= SOURCE INFORMATION =
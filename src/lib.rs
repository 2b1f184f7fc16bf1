pub mod core;

use tracing_subscriber::EnvFilter;

pub use crate::core::app::Companion;
pub use crate::core::catalog::{DependencyPins, ReleaseDescriptor};
pub use crate::core::compat::CompatibilityResult;
pub use crate::core::config::{AppConfig, Arch, Overrides, Platform};
pub use crate::core::error::{CompanionError, CompanionResult};
pub use crate::core::install::InstallOutcome;
pub use crate::core::progress::InstallProgress;
pub use crate::core::scan::{InstalledModRecord, LogicalMod};

/// Initialize structured logging for the embedding shell.
///
/// Call once at startup; respects `RUST_LOG` when set.
pub fn init_logging() {
    tracing_subscriber::fmt()
        .with_env_filter(
            EnvFilter::try_from_default_env()
                .unwrap_or_else(|_| EnvFilter::new("info,mp_companion=debug")),
        )
        .init();
}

= WORK ITEM =
Transcribe every entry, keeping each line exactly as it reads.

= FINISHED EXERCISE =
filename src/lib.rs
repository 2b1f184f7fc16bf1
pub mod core;

use tracing_subscriber::EnvFilter;

pub use crate::core::app::Companion;
pub use crate::core::catalog::{DependencyPins, ReleaseDescriptor};
pub use crate::core::compat::CompatibilityResult;
pub use crate::core::config::{AppConfig, Arch, Overrides, Platform};
pub use crate::core::error::{CompanionError, CompanionResult};
pub use crate::core::install::InstallOutcome;
pub use crate::core::progress::InstallProgress;
pub use crate::core::scan::{InstalledModRecord, LogicalMod};

/// Initialize structured logging for the embedding shell.
///
/// Call once at startup; respects `RUST_LOG` when set.
pub fn init_logging() {
    tracing_subscriber::fmt()
        .with_env_filter(
            EnvFilter::try_from_default_env()
                .unwrap_or_else(|_| EnvFilter::new("info,mp_companion=debug")),
        )
        .init();
}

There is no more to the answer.